Coronary angioplasty is a medical procedure in which a balloon is used to open narrowed or blocked blood vessels of the heart (coronary arteries). Following a heart attack, many patients continue to have low blood flow to the heart tissue, yet have no symptoms. These "silent" heart attacks are sometimes best treated with angioplasty rather than with medications, although lifestyle changes and certain supplements could make a significant difference.
   There are natural supplements, diet and food choices that can reduce the risk for heart disease and reduce the necessity of an angioplasty.

Timing of angioplasty
Heart attack survivors with mild or no symptoms who wait three days or more to seek medical help will not benefit from an angioplasty. The artery-clearing procedure called angioplasty is recommended for almost all heart attack patients with completely blocked arteries who seek treatment within the first 12 hours of a heart attack. The early treatment restores blood flow to the heart, preserving the heart muscle and reducing the risks of death and heart failure, a chronic condition in which the heart pumps blood less efficiently. But about 30 percent of acute heart attack patients arrive at the hospital after the 12-hour treatment window has closed. Many doctors had assumed some angioplasty benefit would extend to patients who sought help beyond the treatment window. Researchers said surgically restoring blood flow after three days was no better than standard drug therapy at reducing the risk of death, a second heart attack or heart failure.
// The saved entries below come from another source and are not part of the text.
use std::collections::BTreeMap;

use serde::{Deserialize, Serialize};

pub mod address;
pub mod errors;
pub mod registry;
pub mod store;
pub mod test_utils;
pub mod validation;

pub use address::PoolAddress;
pub use errors::{AddressError, RegistryError};
pub use registry::{RegistryOptions, TenantRegistry};
pub use store::{RegistryStore, ReloadOutcome, global, init_global};
pub use validation::ValidationPolicy;

/// Secondary color used by the stake page when a tenant configures no color scheme
pub const DEFAULT_SECONDARY_COLOR: &str = "rgba(29, 78, 216, 255)";

/// How a staked asset's receipt is represented on chain.
///
/// Codes match the staking program's enum. When a tenant leaves this unset the
/// UI lets the end user choose.
#[derive(Serialize, Deserialize, Debug, Clone, Copy, PartialEq, Eq, Hash)]
#[serde(rename_all = "snake_case")]
pub enum ReceiptType {
    /// The original asset is escrowed
    Original,
    /// A separate receipt token is minted
    Receipt,
    None,
}

impl ReceiptType {
    pub fn as_str(&self) -> &'static str {
        match self {
            ReceiptType::Original => "original",
            ReceiptType::Receipt => "receipt",
            ReceiptType::None => "none",
        }
    }

    pub fn code(&self) -> u8 {
        match self {
            ReceiptType::Original => 1,
            ReceiptType::Receipt => 2,
            ReceiptType::None => 3,
        }
    }
}

impl TryFrom<u8> for ReceiptType {
    type Error = u8;

    fn try_from(value: u8) -> Result<Self, Self::Error> {
        match value {
            1 => Ok(ReceiptType::Original),
            2 => Ok(ReceiptType::Receipt),
            3 => Ok(ReceiptType::None),
            other => Err(other),
        }
    }
}

/// Restricts which asset class the stake page displays
#[derive(Serialize, Deserialize, Debug, Clone, Copy, PartialEq, Eq, Hash)]
#[serde(rename_all = "snake_case")]
pub enum TokenStandard {
    // Fungible, can have more than 1
    Fungible,
    // Non fungible are all unique
    NonFungible,
    None,
}

impl TokenStandard {
    pub fn as_str(&self) -> &'static str {
        match self {
            TokenStandard::Fungible => "fungible",
            TokenStandard::NonFungible => "non_fungible",
            TokenStandard::None => "none",
        }
    }

    pub fn code(&self) -> u8 {
        match self {
            TokenStandard::Fungible => 1,
            TokenStandard::NonFungible => 2,
            TokenStandard::None => 3,
        }
    }
}

impl TryFrom<u8> for TokenStandard {
    type Error = u8;

    fn try_from(value: u8) -> Result<Self, Self::Error> {
        match value {
            1 => Ok(TokenStandard::Fungible),
            2 => Ok(TokenStandard::NonFungible),
            3 => Ok(TokenStandard::None),
            other => Err(other),
        }
    }
}

/// A single cosmetic style value. Numbers are kept exactly as written (e.g. `fontWeight: 500`).
#[derive(Serialize, Deserialize, Debug, Clone, PartialEq)]
#[serde(untagged)]
pub enum StyleValue {
    Number(serde_json::Number),
    Text(String),
}

/// Free-form style properties (font family/weight/size, ...) applied to the whole stake page
pub type StyleOverrides = BTreeMap<String, StyleValue>;

// Colors are free-form css strings (hex, rgb, rgba); nothing validates the format
#[derive(Serialize, Deserialize, Debug, Clone, PartialEq, Eq)]
#[serde(deny_unknown_fields)]
pub struct ColorScheme {
    pub primary: String,
    pub secondary: String,
    #[serde(skip_serializing_if = "Option::is_none", default)]
    pub accent: Option<String>,
    #[serde(skip_serializing_if = "Option::is_none", default)]
    pub font_color: Option<String>,
    #[serde(skip_serializing_if = "Option::is_none", default)]
    pub font_color_secondary: Option<String>,
    #[serde(skip_serializing_if = "Option::is_none", default)]
    pub background_secondary: Option<String>,
}

#[derive(Serialize, Deserialize, Debug, Clone, PartialEq, Eq)]
pub struct Link {
    pub text: String,
    pub value: String,
}

impl Link {
    /// Name of the tenant this link points at when it is an internal `/{name}` path
    pub fn internal_target(&self) -> Option<&str> {
        let target = self.value.strip_prefix('/')?;
        let target = target.trim_end_matches('/');
        if target.is_empty() || target.contains('/') {
            return None;
        }
        Some(target)
    }
}

/// Airdrop descriptor used on test networks to simulate asset drops.
///
/// The shape belongs to the airdrop tooling; the registry passes it through unchanged.
#[derive(Serialize, Deserialize, Debug, Clone, PartialEq)]
#[serde(transparent)]
pub struct AirdropMetadata(pub serde_json::Value);

impl AirdropMetadata {
    pub fn get(&self, key: &str) -> Option<&serde_json::Value> {
        self.0.get(key)
    }
}

#[derive(Serialize, Deserialize, Debug, Clone, Copy, PartialEq, Eq, Hash)]
#[serde(rename_all = "snake_case")]
pub enum AnalyticKind {
    Staked,
}

#[derive(Serialize, Deserialize, Debug, Clone, PartialEq)]
pub struct AnalyticTotal {
    pub key: String,
    pub value: f64,
}

#[derive(Serialize, Deserialize, Debug, Clone, PartialEq)]
pub struct AnalyticMetadata {
    pub key: String,
    #[serde(rename = "type")]
    pub kind: AnalyticKind,
    #[serde(skip_serializing_if = "Option::is_none", default)]
    pub totals: Option<Vec<AnalyticTotal>>,
}

/// Analytics shown at the top of a stake pool (trait based or overall totals)
#[derive(Serialize, Deserialize, Debug, Clone, PartialEq, Default)]
pub struct Analytic {
    #[serde(skip_serializing_if = "Option::is_none", default)]
    pub metadata: Option<AnalyticMetadata>,
}

/// Configuration of one stake pool tenant.
///
/// `name` is the canonical lookup key and the URL path segment (`/{name}`).
/// Optional flags stay `Option<bool>` so a redundant explicit `false` remains visible
/// to validation; use the accessor methods for the effective value.
#[derive(Serialize, Deserialize, Debug, Clone, PartialEq)]
#[serde(deny_unknown_fields)]
pub struct TenantConfig {
    pub name: String,
    pub display_name: String,
    #[serde(skip_serializing_if = "Option::is_none", default)]
    pub show_name_in_header: Option<bool>,
    pub pool_address: PoolAddress,
    #[serde(skip_serializing_if = "Option::is_none", default)]
    pub receipt_type: Option<ReceiptType>,
    #[serde(skip_serializing_if = "Option::is_none", default)]
    pub token_standard: Option<TokenStandard>,
    #[serde(skip_serializing_if = "Option::is_none", default)]
    pub hidden: Option<bool>,
    #[serde(skip_serializing_if = "Option::is_none", default)]
    pub not_found: Option<bool>,
    #[serde(skip_serializing_if = "Option::is_none", default)]
    pub hostname_override: Option<String>,
    #[serde(skip_serializing_if = "Option::is_none", default)]
    pub redirect_url: Option<String>,
    #[serde(skip_serializing_if = "Option::is_none", default)]
    pub hide_allowed_token_list: Option<bool>,
    #[serde(skip_serializing_if = "Option::is_none", default)]
    pub style_overrides: Option<StyleOverrides>,
    #[serde(skip_serializing_if = "Option::is_none", default)]
    pub color_scheme: Option<ColorScheme>,
    #[serde(skip_serializing_if = "Option::is_none", default)]
    pub image_url: Option<String>,
    #[serde(skip_serializing_if = "Option::is_none", default)]
    pub secondary_image_url: Option<String>,
    #[serde(skip_serializing_if = "Option::is_none", default)]
    pub background_image_url: Option<String>,
    #[serde(skip_serializing_if = "Option::is_none", default)]
    pub website_url: Option<String>,
    #[serde(skip_serializing_if = "Option::is_none", default)]
    pub max_staked_count: Option<u64>,
    #[serde(skip_serializing_if = "Option::is_none", default)]
    pub links: Option<Vec<Link>>,
    #[serde(skip_serializing_if = "Option::is_none", default)]
    pub airdrop_metadata: Option<Vec<AirdropMetadata>>,
    #[serde(skip_serializing_if = "Option::is_none", default)]
    pub analytics: Option<Vec<Analytic>>,
}

impl TenantConfig {
    /// Minimal record; every optional field is unset
    pub fn new(
        name: impl Into<String>,
        display_name: impl Into<String>,
        pool_address: PoolAddress,
    ) -> Self {
        Self {
            name: name.into(),
            display_name: display_name.into(),
            show_name_in_header: None,
            pool_address,
            receipt_type: None,
            token_standard: None,
            hidden: None,
            not_found: None,
            hostname_override: None,
            redirect_url: None,
            hide_allowed_token_list: None,
            style_overrides: None,
            color_scheme: None,
            image_url: None,
            secondary_image_url: None,
            background_image_url: None,
            website_url: None,
            max_staked_count: None,
            links: None,
            airdrop_metadata: None,
            analytics: None,
        }
    }

    pub fn shows_name_in_header(&self) -> bool {
        self.show_name_in_header.unwrap_or(false)
    }

    pub fn is_hidden(&self) -> bool {
        self.hidden.unwrap_or(false)
    }

    /// Whether the stake page should render its "not found" state even though the record exists
    pub fn is_not_found(&self) -> bool {
        self.not_found.unwrap_or(false)
    }

    pub fn hides_allowed_token_list(&self) -> bool {
        self.hide_allowed_token_list.unwrap_or(false)
    }

    pub fn secondary_color(&self) -> &str {
        self.color_scheme
            .as_ref()
            .map_or(DEFAULT_SECONDARY_COLOR, |c| c.secondary.as_str())
    }

    pub fn links(&self) -> &[Link] {
        self.links.as_deref().unwrap_or_default()
    }

    /// Percentage of `max_staked_count` that `staked_count` represents.
    ///
    /// Returns `None` when the tenant has no (or a zero) max configured, which disables the
    /// percentage display.
    pub fn staked_percentage(&self, staked_count: u64) -> Option<f64> {
        match self.max_staked_count {
            Some(max) if max > 0 => Some(staked_count as f64 * 100.0 / max as f64),
            _ => None,
        }
    }
}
Cochrane Database Syst Rev. 2014. Balloon angioplasty, with and without stenting, versus medical therapy for hypertensive patients with renal artery stenosis. Atherosclerotic renal artery stenosis is the most common cause of secondary hypertension. Balloon angioplasty with stenting is widely used for the treatment of hypertensive patients with renal artery stenosis but the effectiveness of this procedure in treating hypertension, improving renal function and preventing adverse cardiovascular and renal events remains uncertain. The available data are insufficient to conclude that revascularisation in the form of balloon angioplasty, with or without stenting, is superior to medical therapy for the treatment of atherosclerotic renal artery stenosis in patients with hypertension. However, balloon angioplasty results in a small improvement in diastolic blood pressure and a small reduction in antihypertensive drug requirements. Balloon angioplasty appears safe and results in similar numbers of cardiovascular and renal adverse events to medical therapy.